* _YOUR INSTRUCTIONS_
Scan the entries below. Report each line where the string "used" occurs.

* _DATA TO USE_
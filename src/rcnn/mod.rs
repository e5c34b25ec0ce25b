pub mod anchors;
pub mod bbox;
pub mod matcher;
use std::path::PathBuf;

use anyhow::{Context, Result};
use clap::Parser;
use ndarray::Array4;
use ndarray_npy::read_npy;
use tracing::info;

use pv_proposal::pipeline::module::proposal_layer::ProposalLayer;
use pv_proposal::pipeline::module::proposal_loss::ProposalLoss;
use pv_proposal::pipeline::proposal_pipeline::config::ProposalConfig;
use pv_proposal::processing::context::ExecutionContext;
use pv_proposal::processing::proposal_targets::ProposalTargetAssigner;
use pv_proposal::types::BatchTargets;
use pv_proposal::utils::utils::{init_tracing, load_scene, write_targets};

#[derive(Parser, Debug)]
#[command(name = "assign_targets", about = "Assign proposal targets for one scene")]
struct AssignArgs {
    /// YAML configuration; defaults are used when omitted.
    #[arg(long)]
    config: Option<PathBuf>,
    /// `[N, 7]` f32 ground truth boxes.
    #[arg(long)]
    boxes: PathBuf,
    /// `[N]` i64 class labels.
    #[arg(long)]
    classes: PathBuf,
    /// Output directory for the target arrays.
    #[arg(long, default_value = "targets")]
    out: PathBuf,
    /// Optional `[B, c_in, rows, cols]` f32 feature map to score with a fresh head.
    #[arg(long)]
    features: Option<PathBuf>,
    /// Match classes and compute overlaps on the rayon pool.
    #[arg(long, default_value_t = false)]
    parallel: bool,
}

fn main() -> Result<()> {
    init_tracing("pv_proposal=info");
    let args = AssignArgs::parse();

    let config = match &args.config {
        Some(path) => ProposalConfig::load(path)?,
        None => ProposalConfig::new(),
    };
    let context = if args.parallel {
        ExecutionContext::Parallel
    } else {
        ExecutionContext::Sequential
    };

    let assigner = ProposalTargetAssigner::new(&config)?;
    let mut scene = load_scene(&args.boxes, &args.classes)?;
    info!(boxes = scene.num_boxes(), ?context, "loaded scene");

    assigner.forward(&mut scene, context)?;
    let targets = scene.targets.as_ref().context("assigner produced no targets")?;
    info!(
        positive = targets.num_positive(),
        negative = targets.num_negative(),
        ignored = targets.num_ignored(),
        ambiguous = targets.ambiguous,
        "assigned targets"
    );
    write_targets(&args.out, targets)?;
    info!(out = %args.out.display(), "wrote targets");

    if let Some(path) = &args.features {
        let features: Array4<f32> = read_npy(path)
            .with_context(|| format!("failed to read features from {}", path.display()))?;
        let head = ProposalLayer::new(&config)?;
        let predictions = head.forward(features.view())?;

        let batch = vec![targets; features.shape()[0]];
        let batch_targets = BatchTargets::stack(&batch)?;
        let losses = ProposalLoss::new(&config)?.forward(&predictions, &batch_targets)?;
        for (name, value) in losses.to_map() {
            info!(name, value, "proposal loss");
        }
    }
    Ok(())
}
==
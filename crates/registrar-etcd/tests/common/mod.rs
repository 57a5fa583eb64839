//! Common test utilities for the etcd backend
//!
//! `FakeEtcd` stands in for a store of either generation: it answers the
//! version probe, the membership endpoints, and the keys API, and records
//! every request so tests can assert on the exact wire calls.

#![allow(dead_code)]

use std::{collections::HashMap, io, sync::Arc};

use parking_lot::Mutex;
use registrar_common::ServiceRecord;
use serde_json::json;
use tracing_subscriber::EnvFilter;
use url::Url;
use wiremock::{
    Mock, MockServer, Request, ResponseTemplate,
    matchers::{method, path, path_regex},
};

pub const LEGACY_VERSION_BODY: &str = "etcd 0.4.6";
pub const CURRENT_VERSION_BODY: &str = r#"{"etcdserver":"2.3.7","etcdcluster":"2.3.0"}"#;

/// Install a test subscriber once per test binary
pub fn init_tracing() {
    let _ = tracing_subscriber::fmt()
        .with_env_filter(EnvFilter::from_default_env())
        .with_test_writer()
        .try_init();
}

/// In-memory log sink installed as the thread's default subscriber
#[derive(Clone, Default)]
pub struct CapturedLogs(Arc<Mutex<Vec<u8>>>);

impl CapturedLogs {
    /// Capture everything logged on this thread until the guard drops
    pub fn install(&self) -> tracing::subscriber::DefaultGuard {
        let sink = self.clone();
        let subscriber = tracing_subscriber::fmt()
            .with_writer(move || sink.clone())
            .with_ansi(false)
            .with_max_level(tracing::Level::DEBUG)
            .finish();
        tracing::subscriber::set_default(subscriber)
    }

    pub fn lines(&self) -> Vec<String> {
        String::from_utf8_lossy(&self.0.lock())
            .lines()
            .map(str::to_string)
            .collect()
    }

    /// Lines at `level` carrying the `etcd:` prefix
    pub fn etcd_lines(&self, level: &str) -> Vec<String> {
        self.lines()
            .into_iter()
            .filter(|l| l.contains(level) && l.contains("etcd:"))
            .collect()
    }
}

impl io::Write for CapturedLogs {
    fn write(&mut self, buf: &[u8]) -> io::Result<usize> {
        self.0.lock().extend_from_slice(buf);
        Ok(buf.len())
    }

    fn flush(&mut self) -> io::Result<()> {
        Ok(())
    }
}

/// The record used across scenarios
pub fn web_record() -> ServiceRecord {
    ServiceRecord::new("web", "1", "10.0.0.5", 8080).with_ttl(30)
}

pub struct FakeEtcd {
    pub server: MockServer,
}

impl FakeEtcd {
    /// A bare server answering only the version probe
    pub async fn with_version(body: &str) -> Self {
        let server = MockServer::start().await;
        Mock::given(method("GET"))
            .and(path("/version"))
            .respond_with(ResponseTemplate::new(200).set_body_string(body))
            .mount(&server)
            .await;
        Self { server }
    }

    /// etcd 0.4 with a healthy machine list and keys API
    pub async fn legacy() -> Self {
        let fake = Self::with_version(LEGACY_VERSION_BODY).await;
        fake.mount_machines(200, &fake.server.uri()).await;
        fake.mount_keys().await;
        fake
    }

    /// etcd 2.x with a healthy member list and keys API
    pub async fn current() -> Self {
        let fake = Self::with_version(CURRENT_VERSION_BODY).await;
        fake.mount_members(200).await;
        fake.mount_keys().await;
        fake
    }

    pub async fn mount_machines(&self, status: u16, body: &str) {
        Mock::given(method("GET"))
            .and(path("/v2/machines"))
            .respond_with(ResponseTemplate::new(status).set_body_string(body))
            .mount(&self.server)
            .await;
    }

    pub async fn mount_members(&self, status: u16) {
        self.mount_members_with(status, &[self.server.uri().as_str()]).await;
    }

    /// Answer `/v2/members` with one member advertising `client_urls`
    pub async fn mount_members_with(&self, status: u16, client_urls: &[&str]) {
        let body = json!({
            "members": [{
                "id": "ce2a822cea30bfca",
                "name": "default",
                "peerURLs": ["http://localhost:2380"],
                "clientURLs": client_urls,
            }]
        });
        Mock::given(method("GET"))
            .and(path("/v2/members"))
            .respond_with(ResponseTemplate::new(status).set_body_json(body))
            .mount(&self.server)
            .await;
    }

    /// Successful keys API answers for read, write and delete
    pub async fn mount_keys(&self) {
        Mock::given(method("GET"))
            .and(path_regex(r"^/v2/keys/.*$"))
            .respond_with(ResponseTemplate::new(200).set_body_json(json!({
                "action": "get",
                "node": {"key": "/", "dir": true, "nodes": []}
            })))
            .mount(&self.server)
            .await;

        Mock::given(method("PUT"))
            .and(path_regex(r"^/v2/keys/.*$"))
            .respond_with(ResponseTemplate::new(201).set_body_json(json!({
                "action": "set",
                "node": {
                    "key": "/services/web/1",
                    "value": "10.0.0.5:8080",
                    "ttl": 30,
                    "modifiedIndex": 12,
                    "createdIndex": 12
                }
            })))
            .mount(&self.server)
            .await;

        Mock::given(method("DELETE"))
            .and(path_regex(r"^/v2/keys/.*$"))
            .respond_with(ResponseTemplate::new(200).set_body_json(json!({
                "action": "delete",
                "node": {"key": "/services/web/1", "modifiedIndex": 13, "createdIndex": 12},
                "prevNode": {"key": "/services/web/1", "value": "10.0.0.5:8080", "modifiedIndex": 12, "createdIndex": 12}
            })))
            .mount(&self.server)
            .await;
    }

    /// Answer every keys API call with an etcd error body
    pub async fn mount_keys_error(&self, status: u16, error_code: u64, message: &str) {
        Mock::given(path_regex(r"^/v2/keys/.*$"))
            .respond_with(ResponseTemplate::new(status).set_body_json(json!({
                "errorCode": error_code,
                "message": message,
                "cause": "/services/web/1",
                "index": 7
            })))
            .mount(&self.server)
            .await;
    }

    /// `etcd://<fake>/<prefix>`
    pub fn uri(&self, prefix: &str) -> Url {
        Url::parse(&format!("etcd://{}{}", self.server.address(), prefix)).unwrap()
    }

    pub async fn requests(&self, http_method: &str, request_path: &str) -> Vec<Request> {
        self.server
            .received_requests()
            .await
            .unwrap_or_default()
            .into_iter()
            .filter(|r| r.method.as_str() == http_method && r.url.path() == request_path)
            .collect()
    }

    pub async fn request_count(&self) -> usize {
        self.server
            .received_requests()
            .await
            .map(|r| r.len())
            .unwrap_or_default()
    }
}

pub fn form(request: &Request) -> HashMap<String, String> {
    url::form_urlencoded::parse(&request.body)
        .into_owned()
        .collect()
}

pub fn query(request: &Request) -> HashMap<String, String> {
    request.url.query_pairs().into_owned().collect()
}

* _ANSWER BOX_
    /// YAML configuration; defaults are used when omitted.
/// The record used across scenarios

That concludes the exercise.